Obama and fellow Democrats support the extension but seem unwilling to make it a precondition for a short-term budget deal. That means Republicans will probably get their way, and the have-nots will have less. Making matters worse …
“Making the Poor Poorer” is an op-ed in The Washington Post by Clinton-era Treasury Secretary Robert Rubin, Deputy Treasury Secretary Roger Altman, and economist Melissa Kearney. They argue that GOP-led plans to reduce food stamps would be “economically and morally unsound.” Despite shrinking social mobility and durable unemployment, Congress is poised to reduce a benefit that currently amounts to just $1.40 per person per meal. It looks heartless.

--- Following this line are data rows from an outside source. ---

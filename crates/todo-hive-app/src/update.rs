//! Reducer (update function).
//!
//! All state mutations happen here. The runtime calls `update(state, event)`
//! and executes the returned effects. Input is validated here, before any
//! effect that would reach the network is emitted.

use todo_hive_core::api::{LoginOutcome, RegisterOutcome, SessionCheck, Todo, User};
use todo_hive_core::session::BackendVariant;
use todo_hive_core::validation::{validate_credentials, validate_registration, validate_todo_content};

use crate::effects::UiEffect;
use crate::events::{EffectError, UiEvent};
use crate::state::{AlertKind, AppState, View};

/// The main reducer function.
///
/// Takes the current state and an event, mutates state, and returns effects
/// for the runtime to execute.
pub fn update(state: &mut AppState, event: UiEvent) -> Vec<UiEffect> {
    match event {
        UiEvent::Startup => handle_startup(state),
        UiEvent::ShowLogin => switch_view(state, View::Login),
        UiEvent::ShowRegister => switch_view(state, View::Register),
        UiEvent::SubmitLogin { username, password } => submit_login(state, &username, &password),
        UiEvent::SubmitRegister {
            username,
            password,
            confirm,
        } => submit_register(state, &username, &password, &confirm),
        UiEvent::EditDraft { content } => {
            if state.view == View::Dashboard {
                state.todo_draft = content;
            }
            vec![]
        }
        UiEvent::SubmitTodo { content } => submit_todo(state, &content),
        UiEvent::RefreshTodos => {
            if state.view == View::Dashboard && state.variant().supports_todos() {
                vec![UiEffect::LoadTodos]
            } else {
                vec![]
            }
        }
        UiEvent::Logout => handle_logout(state),
        UiEvent::CopyToken => match state.session.token.clone() {
            Some(text) => vec![UiEffect::CopyToClipboard { text }],
            None => vec![alert(state, AlertKind::Error, "No token to copy")],
        },
        UiEvent::DismissAlert { id } => {
            state.dismiss_alert(id);
            vec![]
        }
        UiEvent::SessionSynced(session) => {
            state.session = session;
            vec![]
        }
        UiEvent::SessionVerified(result) => handle_session_verified(state, result),
        UiEvent::LoginFinished(result) => handle_login_finished(state, result),
        UiEvent::RegisterFinished(result) => handle_register_finished(state, result),
        UiEvent::UserLoaded(result) => handle_user_loaded(state, result),
        UiEvent::TodosLoaded(result) => handle_todos_loaded(state, result),
        UiEvent::TodoCreated(result) => handle_todo_created(state, result),
        UiEvent::TokenCopied(result) => match result {
            Ok(()) => vec![alert(state, AlertKind::Success, "Token copied to clipboard")],
            Err(err) => vec![alert(state, AlertKind::Error, err.message)],
        },
    }
}

/// Pushes an alert and schedules its dismissal.
fn alert(state: &mut AppState, kind: AlertKind, message: impl Into<String>) -> UiEffect {
    let id = state.push_alert(kind, message);
    UiEffect::ScheduleDismiss {
        id,
        after: kind.dismiss_after(),
    }
}

fn handle_startup(state: &mut AppState) -> Vec<UiEffect> {
    if state.session.is_authenticated() {
        vec![UiEffect::VerifySession]
    } else {
        state.view = View::Login;
        vec![]
    }
}

fn switch_view(state: &mut AppState, view: View) -> Vec<UiEffect> {
    // Leaving the dashboard goes through logout.
    if state.view == View::Dashboard {
        return vec![];
    }
    state.view = view;
    state.clear_alerts();
    vec![]
}

/// Shows the dashboard and requests whatever the backend can provide.
fn enter_dashboard(state: &mut AppState) -> Vec<UiEffect> {
    state.view = View::Dashboard;
    match state.variant() {
        BackendVariant::A => vec![UiEffect::LoadTodos],
        BackendVariant::B => vec![UiEffect::LoadUser],
    }
}

fn submit_login(state: &mut AppState, username: &str, password: &str) -> Vec<UiEffect> {
    if state.view == View::Dashboard || state.loading.login {
        return vec![];
    }
    match validate_credentials(username, password) {
        Ok(credentials) => {
            state.loading.login = true;
            vec![UiEffect::Login {
                username: credentials.username,
                password: credentials.password,
            }]
        }
        Err(err) => vec![alert(state, AlertKind::Error, err.to_string())],
    }
}

fn submit_register(
    state: &mut AppState,
    username: &str,
    password: &str,
    confirm: &str,
) -> Vec<UiEffect> {
    if state.view == View::Dashboard || state.loading.register {
        return vec![];
    }
    match validate_registration(username, password, confirm) {
        Ok(credentials) => {
            state.loading.register = true;
            vec![UiEffect::Register {
                username: credentials.username,
                password: credentials.password,
            }]
        }
        Err(err) => vec![alert(state, AlertKind::Error, err.to_string())],
    }
}

fn submit_todo(state: &mut AppState, content: &str) -> Vec<UiEffect> {
    if state.view != View::Dashboard || state.loading.add_todo {
        return vec![];
    }
    state.todo_draft = content.to_string();
    match validate_todo_content(content) {
        Ok(content) => {
            state.loading.add_todo = true;
            vec![UiEffect::CreateTodo { content }]
        }
        Err(err) => vec![alert(state, AlertKind::Error, err.to_string())],
    }
}

/// Drops the rejected session and returns to the login view.
fn end_session(state: &mut AppState, message: String) -> Vec<UiEffect> {
    state.forget_account();
    state.view = View::Login;
    vec![
        UiEffect::ClearSession,
        alert(state, AlertKind::Error, message),
    ]
}

fn handle_logout(state: &mut AppState) -> Vec<UiEffect> {
    state.forget_account();
    state.view = View::Login;
    state.clear_alerts();
    vec![
        UiEffect::ClearSession,
        alert(state, AlertKind::Info, "Logged out"),
    ]
}

fn handle_session_verified(
    state: &mut AppState,
    result: Result<SessionCheck, EffectError>,
) -> Vec<UiEffect> {
    match result {
        Ok(SessionCheck::Anonymous) => {
            state.view = View::Login;
            vec![]
        }
        Ok(SessionCheck::Valid { user, todos }) => {
            state.view = View::Dashboard;
            let mut effects = Vec::new();
            match user {
                Some(user) => state.current_user = Some(user),
                None if state.variant() == BackendVariant::B => effects.push(UiEffect::LoadUser),
                None => {}
            }
            match todos {
                Some(todos) => state.todos = todos,
                None if state.variant() == BackendVariant::A => effects.push(UiEffect::LoadTodos),
                None => {}
            }
            effects
        }
        Ok(SessionCheck::Rejected { reason }) => {
            state.forget_account();
            state.view = View::Login;
            vec![alert(
                state,
                AlertKind::Error,
                format!("Session expired ({reason}). Please log in again."),
            )]
        }
        Err(err) => {
            state.view = View::Login;
            vec![alert(
                state,
                AlertKind::Error,
                format!("Could not verify session: {err}"),
            )]
        }
    }
}

fn handle_login_finished(
    state: &mut AppState,
    result: Result<LoginOutcome, EffectError>,
) -> Vec<UiEffect> {
    state.loading.login = false;
    match result {
        Ok(outcome) => {
            state.current_user = outcome.user().cloned();
            let mut effects = vec![alert(state, AlertKind::Success, "Logged in successfully")];
            effects.extend(enter_dashboard(state));
            effects
        }
        Err(err) => vec![alert(state, AlertKind::Error, err.message)],
    }
}

fn handle_register_finished(
    state: &mut AppState,
    result: Result<RegisterOutcome, EffectError>,
) -> Vec<UiEffect> {
    state.loading.register = false;
    match result {
        Ok(RegisterOutcome::Acknowledged { message }) => {
            state.view = View::Login;
            state.clear_alerts();
            vec![alert(
                state,
                AlertKind::Success,
                format!("{message}. Please log in."),
            )]
        }
        Ok(outcome @ RegisterOutcome::Issued { .. }) => {
            state.current_user = outcome.user().cloned();
            let mut effects = vec![alert(state, AlertKind::Success, "Registered successfully")];
            effects.extend(enter_dashboard(state));
            effects
        }
        Err(err) => vec![alert(state, AlertKind::Error, err.message)],
    }
}

fn handle_user_loaded(state: &mut AppState, result: Result<Option<User>, EffectError>) -> Vec<UiEffect> {
    if state.view != View::Dashboard {
        return vec![];
    }
    match result {
        Ok(Some(user)) => {
            state.current_user = Some(user);
            vec![]
        }
        // Backend has no profile endpoint; keep what login returned.
        Ok(None) => vec![],
        Err(err) => end_session(state, format!("Failed to load user info: {err}")),
    }
}

fn handle_todos_loaded(state: &mut AppState, result: Result<Vec<Todo>, EffectError>) -> Vec<UiEffect> {
    match result {
        Ok(todos) => {
            if state.view == View::Dashboard {
                state.todos = todos;
            }
            vec![]
        }
        Err(err) if err.session => end_session(state, format!("Failed to load todos: {err}")),
        Err(err) => vec![alert(
            state,
            AlertKind::Error,
            format!("Failed to load todos: {err}"),
        )],
    }
}

fn handle_todo_created(state: &mut AppState, result: Result<Todo, EffectError>) -> Vec<UiEffect> {
    state.loading.add_todo = false;
    match result {
        Ok(_) => {
            state.todo_draft.clear();
            vec![
                alert(state, AlertKind::Success, "Todo added"),
                UiEffect::LoadTodos,
            ]
        }
        Err(err) if err.session => end_session(state, format!("Failed to add todo: {err}")),
        Err(err) => vec![alert(state, AlertKind::Error, err.message)],
    }
}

“It is hard to reconcile traditional American values of hard work and generosity with the levels of poverty and fear of hunger in our country, especially because large shares of those suffering this plight work,” they wrote. “Nearly 11 million working Americans had annual income below the poverty line last year.”
Republicans argue that the food-stamp program is growing, which they blame on Democrats rather than a global economic revolution and the lingering effects of a recession rooted in Clinton- and Bush-era policies. It most cases, poverty isn’t the fault of the poor. Trust us, the GOP says. And yet …
“The Bogus Claim That Obama Is ‘Closing’ the Vatican Embassy” is a Washington Post story that has nothing to do with the economy but everything to do with trust. Former Florida Gov. Jeb Bush and the Republican senatorial campaign committee falsely accused the White House of closing the embassy. The committee went so far as to call the White House anti-religion, a hateful slur. This is what political parties do: Find and create issues that divide Americans, exploit our ignorance and fear, and repeat.
The Republican Party, in particular, doesn’t have the courage to defy extreme elements of its coalition, such as those who pushed the Vatican-closing story. Bush knew or should have known that the story was wrong. The same goes for the National Republican Senatorial Campaign Committee. Indeed, sources tell me that there was some internal debate about whether to launch the attack. Level heads didn’t prevail. Gutless won.